The line holding "pub fn write_working_tree(&self)" and every line after it through the end of the entries below: retype these exactly and nothing more.
*** RECORDS SUPPLIED Section Begins ***
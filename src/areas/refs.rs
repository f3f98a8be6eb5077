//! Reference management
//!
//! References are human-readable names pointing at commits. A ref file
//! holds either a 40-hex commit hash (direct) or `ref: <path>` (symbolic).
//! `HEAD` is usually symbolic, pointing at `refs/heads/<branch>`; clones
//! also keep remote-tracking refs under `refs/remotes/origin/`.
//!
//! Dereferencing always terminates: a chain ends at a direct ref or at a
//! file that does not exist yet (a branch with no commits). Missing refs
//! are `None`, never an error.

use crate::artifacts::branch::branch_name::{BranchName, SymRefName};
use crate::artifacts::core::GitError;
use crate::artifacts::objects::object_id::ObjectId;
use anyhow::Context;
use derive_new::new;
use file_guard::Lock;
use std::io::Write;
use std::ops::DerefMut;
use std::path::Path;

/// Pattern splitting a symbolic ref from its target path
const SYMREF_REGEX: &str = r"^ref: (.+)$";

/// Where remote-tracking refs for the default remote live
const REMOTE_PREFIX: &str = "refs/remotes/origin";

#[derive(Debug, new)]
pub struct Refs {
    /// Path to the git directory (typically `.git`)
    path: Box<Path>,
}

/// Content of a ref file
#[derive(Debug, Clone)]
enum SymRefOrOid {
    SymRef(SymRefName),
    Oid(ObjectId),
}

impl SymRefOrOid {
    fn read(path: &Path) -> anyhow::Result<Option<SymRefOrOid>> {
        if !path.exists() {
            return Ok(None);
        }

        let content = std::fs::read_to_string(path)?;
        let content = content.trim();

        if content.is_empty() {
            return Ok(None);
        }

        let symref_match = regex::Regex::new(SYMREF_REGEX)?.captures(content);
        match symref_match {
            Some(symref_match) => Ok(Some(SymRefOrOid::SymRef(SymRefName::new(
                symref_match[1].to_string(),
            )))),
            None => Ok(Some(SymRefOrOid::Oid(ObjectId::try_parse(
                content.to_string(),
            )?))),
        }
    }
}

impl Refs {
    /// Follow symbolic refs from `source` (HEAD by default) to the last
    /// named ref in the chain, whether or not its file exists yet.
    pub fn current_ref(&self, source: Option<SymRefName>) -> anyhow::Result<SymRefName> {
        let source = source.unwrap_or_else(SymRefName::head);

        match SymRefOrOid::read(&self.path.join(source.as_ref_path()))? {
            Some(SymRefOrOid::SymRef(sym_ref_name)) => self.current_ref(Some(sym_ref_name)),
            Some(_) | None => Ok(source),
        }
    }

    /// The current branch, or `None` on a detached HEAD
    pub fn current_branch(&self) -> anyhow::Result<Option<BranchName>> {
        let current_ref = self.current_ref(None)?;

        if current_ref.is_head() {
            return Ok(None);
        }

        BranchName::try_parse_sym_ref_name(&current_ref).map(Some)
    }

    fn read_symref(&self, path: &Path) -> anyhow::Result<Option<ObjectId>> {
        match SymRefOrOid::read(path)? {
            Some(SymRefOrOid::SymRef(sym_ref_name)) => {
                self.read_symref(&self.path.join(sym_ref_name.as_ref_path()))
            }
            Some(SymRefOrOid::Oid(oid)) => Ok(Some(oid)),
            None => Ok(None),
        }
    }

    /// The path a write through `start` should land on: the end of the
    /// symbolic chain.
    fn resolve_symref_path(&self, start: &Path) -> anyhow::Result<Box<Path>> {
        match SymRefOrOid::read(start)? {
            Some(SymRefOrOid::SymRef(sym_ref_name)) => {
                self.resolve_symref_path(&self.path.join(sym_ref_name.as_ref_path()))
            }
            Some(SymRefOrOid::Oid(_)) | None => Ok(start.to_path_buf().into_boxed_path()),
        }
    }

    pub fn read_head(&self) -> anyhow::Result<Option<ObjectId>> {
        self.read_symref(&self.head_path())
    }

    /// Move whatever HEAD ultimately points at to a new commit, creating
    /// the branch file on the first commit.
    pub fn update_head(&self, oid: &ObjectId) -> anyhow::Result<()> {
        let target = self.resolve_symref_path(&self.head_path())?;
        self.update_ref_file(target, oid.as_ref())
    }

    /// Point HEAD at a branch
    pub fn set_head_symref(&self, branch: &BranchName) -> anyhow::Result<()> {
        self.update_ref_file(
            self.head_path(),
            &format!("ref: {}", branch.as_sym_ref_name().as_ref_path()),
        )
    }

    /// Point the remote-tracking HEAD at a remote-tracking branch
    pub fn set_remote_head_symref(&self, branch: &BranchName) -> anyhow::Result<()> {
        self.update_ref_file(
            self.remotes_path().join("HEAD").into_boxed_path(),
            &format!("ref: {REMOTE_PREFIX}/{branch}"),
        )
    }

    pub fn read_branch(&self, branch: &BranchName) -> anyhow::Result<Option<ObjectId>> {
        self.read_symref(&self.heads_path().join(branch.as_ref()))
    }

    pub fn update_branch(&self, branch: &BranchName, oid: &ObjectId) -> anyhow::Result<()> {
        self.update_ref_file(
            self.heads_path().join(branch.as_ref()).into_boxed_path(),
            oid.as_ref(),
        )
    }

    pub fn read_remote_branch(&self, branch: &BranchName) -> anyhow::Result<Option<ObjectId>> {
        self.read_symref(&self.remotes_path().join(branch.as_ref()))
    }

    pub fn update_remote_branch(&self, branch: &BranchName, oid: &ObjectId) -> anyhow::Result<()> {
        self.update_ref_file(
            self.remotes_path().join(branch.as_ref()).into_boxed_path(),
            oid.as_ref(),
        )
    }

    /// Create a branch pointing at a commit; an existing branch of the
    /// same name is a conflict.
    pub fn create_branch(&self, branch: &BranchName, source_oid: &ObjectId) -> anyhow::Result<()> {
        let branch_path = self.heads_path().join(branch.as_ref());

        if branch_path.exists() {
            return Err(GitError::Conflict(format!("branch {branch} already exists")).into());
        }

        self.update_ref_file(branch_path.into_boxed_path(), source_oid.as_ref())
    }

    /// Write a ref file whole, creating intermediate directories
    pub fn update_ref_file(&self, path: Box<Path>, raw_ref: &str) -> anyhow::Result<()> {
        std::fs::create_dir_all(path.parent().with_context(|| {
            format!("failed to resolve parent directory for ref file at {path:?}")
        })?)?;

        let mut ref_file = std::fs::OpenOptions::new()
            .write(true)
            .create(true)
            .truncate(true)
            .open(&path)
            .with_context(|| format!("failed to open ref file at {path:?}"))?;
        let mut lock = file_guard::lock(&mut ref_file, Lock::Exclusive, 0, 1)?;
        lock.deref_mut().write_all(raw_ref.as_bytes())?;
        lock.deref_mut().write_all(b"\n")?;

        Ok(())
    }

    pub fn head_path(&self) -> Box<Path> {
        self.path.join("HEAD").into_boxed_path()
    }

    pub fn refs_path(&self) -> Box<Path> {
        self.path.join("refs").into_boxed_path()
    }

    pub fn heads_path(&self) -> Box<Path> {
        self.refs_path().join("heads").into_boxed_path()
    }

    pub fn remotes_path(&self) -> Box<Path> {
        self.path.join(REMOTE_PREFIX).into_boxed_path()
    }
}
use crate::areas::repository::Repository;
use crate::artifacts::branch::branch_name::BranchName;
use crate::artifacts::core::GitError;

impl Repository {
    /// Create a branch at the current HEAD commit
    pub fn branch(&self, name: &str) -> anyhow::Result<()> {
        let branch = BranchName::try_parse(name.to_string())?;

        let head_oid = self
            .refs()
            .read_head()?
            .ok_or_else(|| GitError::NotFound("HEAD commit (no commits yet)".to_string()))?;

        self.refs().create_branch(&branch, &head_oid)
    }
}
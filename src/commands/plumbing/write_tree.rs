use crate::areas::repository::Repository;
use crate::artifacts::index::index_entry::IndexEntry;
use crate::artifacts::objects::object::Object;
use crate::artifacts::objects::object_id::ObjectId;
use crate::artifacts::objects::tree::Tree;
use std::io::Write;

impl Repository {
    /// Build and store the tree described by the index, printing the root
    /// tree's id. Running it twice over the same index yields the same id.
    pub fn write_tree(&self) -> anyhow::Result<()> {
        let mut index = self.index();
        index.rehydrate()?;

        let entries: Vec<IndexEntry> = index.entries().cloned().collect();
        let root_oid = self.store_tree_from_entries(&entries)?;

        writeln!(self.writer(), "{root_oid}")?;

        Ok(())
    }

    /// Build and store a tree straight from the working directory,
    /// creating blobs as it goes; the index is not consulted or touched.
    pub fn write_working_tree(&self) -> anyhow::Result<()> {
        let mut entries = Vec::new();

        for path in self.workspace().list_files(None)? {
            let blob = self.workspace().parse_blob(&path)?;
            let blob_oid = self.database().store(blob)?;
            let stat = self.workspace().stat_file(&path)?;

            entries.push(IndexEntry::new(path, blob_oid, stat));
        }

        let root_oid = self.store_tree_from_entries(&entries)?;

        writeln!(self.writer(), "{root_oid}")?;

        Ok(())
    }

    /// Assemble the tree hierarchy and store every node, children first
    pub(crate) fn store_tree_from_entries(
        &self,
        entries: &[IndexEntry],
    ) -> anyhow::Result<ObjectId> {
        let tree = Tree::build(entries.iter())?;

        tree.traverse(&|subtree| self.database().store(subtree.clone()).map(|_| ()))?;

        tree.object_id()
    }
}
*** RECORDS SUPPLIED Section Ends ***
== TASK RESPONSE ==
    pub fn write_working_tree(&self) -> anyhow::Result<()> {
        let mut entries = Vec::new();

        for path in self.workspace().list_files(None)? {
            let blob = self.workspace().parse_blob(&path)?;
            let blob_oid = self.database().store(blob)?;
            let stat = self.workspace().stat_file(&path)?;

            entries.push(IndexEntry::new(path, blob_oid, stat));
        }

        let root_oid = self.store_tree_from_entries(&entries)?;

        writeln!(self.writer(), "{root_oid}")?;

        Ok(())
    }

    /// Assemble the tree hierarchy and store every node, children first
    pub(crate) fn store_tree_from_entries(
        &self,
        entries: &[IndexEntry],
    ) -> anyhow::Result<ObjectId> {
        let tree = Tree::build(entries.iter())?;

        tree.traverse(&|subtree| self.database().store(subtree.clone()).map(|_| ()))?;

        tree.object_id()
    }
}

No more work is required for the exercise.